─── PROVIDED RECORDS

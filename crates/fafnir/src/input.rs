//! Keyboard, mouse button, cursor, and scroll state.
//!
//! The window loop feeds winit events into an [`InputState`] resource;
//! systems read it through the query methods. `just_*` sets and the scroll
//! accumulator are cleared at the end of every frame, after user systems
//! have run.

use std::collections::HashSet;
use std::hash::Hash;

pub use winit::event::MouseButton;
pub use winit::keyboard::KeyCode;

/// Pressed / just-pressed / just-released tracking for one input kind.
pub struct Input<T: Copy + Eq + Hash> {
    pressed: HashSet<T>,
    just_pressed: HashSet<T>,
    just_released: HashSet<T>,
}

impl<T: Copy + Eq + Hash> Input<T> {
    pub fn new() -> Self {
        Self {
            pressed: HashSet::new(),
            just_pressed: HashSet::new(),
            just_released: HashSet::new(),
        }
    }

    pub fn pressed(&self, value: T) -> bool {
        self.pressed.contains(&value)
    }

    /// True only on the frame the press happened.
    pub fn just_pressed(&self, value: T) -> bool {
        self.just_pressed.contains(&value)
    }

    pub fn just_released(&self, value: T) -> bool {
        self.just_released.contains(&value)
    }

    pub(crate) fn press(&mut self, value: T) {
        if self.pressed.insert(value) {
            self.just_pressed.insert(value);
        }
    }

    pub(crate) fn release(&mut self, value: T) {
        if self.pressed.remove(&value) {
            self.just_released.insert(value);
        }
    }

    pub(crate) fn clear_just(&mut self) {
        self.just_pressed.clear();
        self.just_released.clear();
    }
}

impl<T: Copy + Eq + Hash> Default for Input<T> {
    fn default() -> Self {
        Self::new()
    }
}

/// Cursor position in window pixels, top-left origin. Separate resource so
/// systems that only care about pointer position take no input borrow.
#[derive(Debug, Clone, Copy, Default, PartialEq)]
pub struct CursorPosition {
    pub x: f32,
    pub y: f32,
}

/// Combined keyboard and mouse state for the current frame.
pub struct InputState {
    pub(crate) keys: Input<KeyCode>,
    pub(crate) mouse: Input<MouseButton>,
    pub(crate) scroll: f32,
}

impl InputState {
    pub fn new() -> Self {
        Self {
            keys: Input::new(),
            mouse: Input::new(),
            scroll: 0.0,
        }
    }

    pub fn pressed(&self, key: KeyCode) -> bool {
        self.keys.pressed(key)
    }

    pub fn just_pressed(&self, key: KeyCode) -> bool {
        self.keys.just_pressed(key)
    }

    pub fn just_released(&self, key: KeyCode) -> bool {
        self.keys.just_released(key)
    }

    pub fn mouse_pressed(&self, button: MouseButton) -> bool {
        self.mouse.pressed(button)
    }

    pub fn mouse_just_pressed(&self, button: MouseButton) -> bool {
        self.mouse.just_pressed(button)
    }

    pub fn mouse_just_released(&self, button: MouseButton) -> bool {
        self.mouse.just_released(button)
    }

    /// Scroll wheel movement accumulated this frame, in lines. Positive is
    /// away from the user.
    pub fn scroll(&self) -> f32 {
        self.scroll
    }

    pub(crate) fn clear_frame(&mut self) {
        self.keys.clear_just();
        self.mouse.clear_just();
        self.scroll = 0.0;
    }
}

impl Default for InputState {
    fn default() -> Self {
        Self::new()
    }
}
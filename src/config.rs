//! Configuration file management for certexpiry.
//!
//! The configuration is a JSON document listing the sites to check. Entries
//! are either bare host names, which are checked on port 443, or objects with
//! a `host` and an optional `port`.
//!
//! # Example Configuration File
//!
//! ```json
//! {"sites": ["example.com", {"host": "example.org", "port": 8443}]}
//! ```
//!
//! Entries that are neither a string nor an object with a usable `host` are
//! skipped without failing the load.

use serde::Deserialize;
use serde_json::{Map, Value};
use std::fmt;
use std::fs;
use std::path::Path;

/// Sample configuration shipped with the crate, used when no `--config` is given.
pub const DEFAULT_CONFIG: &str = concat!(env!("CARGO_MANIFEST_DIR"), "/config/sites.json");

/// Port used for entries that do not name one.
pub const DEFAULT_PORT: i64 = 443;

/// A host and port whose certificate should be checked.
///
/// `port` holds whatever integer the config gave; it is range checked when
/// the target is probed.
#[derive(Debug, Clone, PartialEq, Eq)]
pub struct Target {
    pub host: String,
    pub port: i64,
}

impl Target {
    pub fn new(host: impl Into<String>, port: i64) -> Self {
        Target {
            host: host.into(),
            port,
        }
    }
}

impl fmt::Display for Target {
    fn fmt(&self, f: &mut fmt::Formatter<'_>) -> fmt::Result {
        write!(f, "{}:{}", self.host, self.port)
    }
}

/// One element of the `sites` array, before filtering.
#[derive(Debug, Deserialize)]
#[serde(untagged)]
enum SiteEntry {
    Bare(String),
    Detailed(Map<String, Value>),
    Other(Value),
}

impl SiteEntry {
    /// Turns the entry into a target, `Ok(None)` for entries that are skipped.
    fn into_target(self) -> Result<Option<Target>, ConfigError> {
        match self {
            SiteEntry::Bare(host) => Ok(Some(Target::new(host, DEFAULT_PORT))),
            SiteEntry::Detailed(fields) => {
                let host = match fields.get("host") {
                    Some(Value::String(host)) if !host.is_empty() => host.clone(),
                    _ => return Ok(None),
                };
                let port = match fields.get("port") {
                    Some(value) => coerce_port(&host, value)?,
                    None => DEFAULT_PORT,
                };
                Ok(Some(Target::new(host, port)))
            }
            SiteEntry::Other(value) => {
                tracing::debug!("skipping site entry {}", value);
                Ok(None)
            }
        }
    }
}

/// Coerces a JSON port value to an integer.
///
/// Integers are taken as is, floats are truncated, booleans count as 0 or 1
/// and strings must hold an integer. The range is not checked here: a port
/// outside 0..=65535 fails only its own target when it is checked.
fn coerce_port(host: &str, value: &Value) -> Result<i64, ConfigError> {
    let invalid = || {
        ConfigError::Validation(format!("Invalid port {} for site '{}'", value, host))
    };

    match value {
        Value::Number(n) => match n.as_i64() {
            Some(i) => Ok(i),
            None => {
                let f = n.as_f64().ok_or_else(invalid)?;
                if !f.is_finite() {
                    return Err(invalid());
                }
                // saturating cast, anything this large is out of range anyway
                Ok(f.trunc() as i64)
            }
        },
        Value::Bool(b) => Ok(i64::from(*b)),
        Value::String(s) => {
            let n = s.trim().parse::<i128>().map_err(|_| invalid())?;
            Ok(n.clamp(i64::MIN as i128, i64::MAX as i128) as i64)
        }
        _ => Err(invalid()),
    }
}

/// Loads the list of sites to check from a JSON file.
///
/// # Returns
///
/// * `Ok(Vec<Target>)` - At least one target, in file order
/// * `Err(ConfigError::Io)` - File could not be read
/// * `Err(ConfigError::Parse)` - File is not valid JSON
/// * `Err(ConfigError::Validation)` - No `sites` array, a non-integer port, or no usable entries
///
/// # Example
///
/// ```no_run
/// # use certexpiry::config::load_sites;
/// let targets = load_sites("sites.json")?;
/// # Ok::<(), certexpiry::config::ConfigError>(())
/// ```
pub fn load_sites<P: AsRef<Path>>(path: P) -> Result<Vec<Target>, ConfigError> {
    let content = fs::read_to_string(path.as_ref()).map_err(|e| ConfigError::Io(e.to_string()))?;
    parse_sites(&content)
}

/// Parses the contents of a sites file. See [`load_sites`].
pub fn parse_sites(content: &str) -> Result<Vec<Target>, ConfigError> {
    let mut document: Value =
        serde_json::from_str(content).map_err(|e| ConfigError::Parse(e.to_string()))?;

    let entries = match document.get_mut("sites").map(Value::take) {
        Some(Value::Array(entries)) => entries,
        _ => {
            return Err(ConfigError::Validation(
                "Config file must contain a 'sites' array".to_string(),
            ))
        }
    };

    let mut targets = Vec::with_capacity(entries.len());
    for entry in entries {
        let entry: SiteEntry =
            serde_json::from_value(entry).map_err(|e| ConfigError::Parse(e.to_string()))?;
        if let Some(target) = entry.into_target()? {
            targets.push(target);
        }
    }

    if targets.is_empty() {
        return Err(ConfigError::Validation(
            "Provide at least one site in the config file".to_string(),
        ));
    }

    Ok(targets)
}

/// Errors that can occur during configuration loading and parsing.
#[derive(Debug)]
pub enum ConfigError {
    /// I/O error (file not found, permission denied, etc.)
    Io(String),
    /// JSON parsing error
    Parse(String),
    /// Validation error (missing sites array, non-integer port, no usable sites)
    Validation(String),
}

impl fmt::Display for ConfigError {
    fn fmt(&self, f: &mut fmt::Formatter<'_>) -> fmt::Result {
        match self {
            ConfigError::Io(msg) => write!(f, "IO Error: {}", msg),
            ConfigError::Parse(msg) => write!(f, "Parse Error: {}", msg),
            ConfigError::Validation(msg) => write!(f, "Validation Error: {}", msg),
        }
    }
}

impl std::error::Error for ConfigError {}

──────

EXERCISE AIM:
All that belongs in the answer is the run of lines above from the line containing "pub struct Target" through the line containing "of range anyway", exactly as written.

RESULT:
pub struct Target {
    pub host: String,
    pub port: i64,
}

impl Target {
    pub fn new(host: impl Into<String>, port: i64) -> Self {
        Target {
            host: host.into(),
            port,
        }
    }
}

impl fmt::Display for Target {
    fn fmt(&self, f: &mut fmt::Formatter<'_>) -> fmt::Result {
        write!(f, "{}:{}", self.host, self.port)
    }
}

/// One element of the `sites` array, before filtering.
#[derive(Debug, Deserialize)]
#[serde(untagged)]
enum SiteEntry {
    Bare(String),
    Detailed(Map<String, Value>),
    Other(Value),
}

impl SiteEntry {
    /// Turns the entry into a target, `Ok(None)` for entries that are skipped.
    fn into_target(self) -> Result<Option<Target>, ConfigError> {
        match self {
            SiteEntry::Bare(host) => Ok(Some(Target::new(host, DEFAULT_PORT))),
            SiteEntry::Detailed(fields) => {
                let host = match fields.get("host") {
                    Some(Value::String(host)) if !host.is_empty() => host.clone(),
                    _ => return Ok(None),
                };
                let port = match fields.get("port") {
                    Some(value) => coerce_port(&host, value)?,
                    None => DEFAULT_PORT,
                };
                Ok(Some(Target::new(host, port)))
            }
            SiteEntry::Other(value) => {
                tracing::debug!("skipping site entry {}", value);
                Ok(None)
            }
        }
    }
}

/// Coerces a JSON port value to an integer.
///
/// Integers are taken as is, floats are truncated, booleans count as 0 or 1
/// and strings must hold an integer. The range is not checked here: a port
/// outside 0..=65535 fails only its own target when it is checked.
fn coerce_port(host: &str, value: &Value) -> Result<i64, ConfigError> {
    let invalid = || {
        ConfigError::Validation(format!("Invalid port {} for site '{}'", value, host))
    };

    match value {
        Value::Number(n) => match n.as_i64() {
            Some(i) => Ok(i),
            None => {
                let f = n.as_f64().ok_or_else(invalid)?;
                if !f.is_finite() {
                    return Err(invalid());
                }
                // saturating cast, anything this large is out of range anyway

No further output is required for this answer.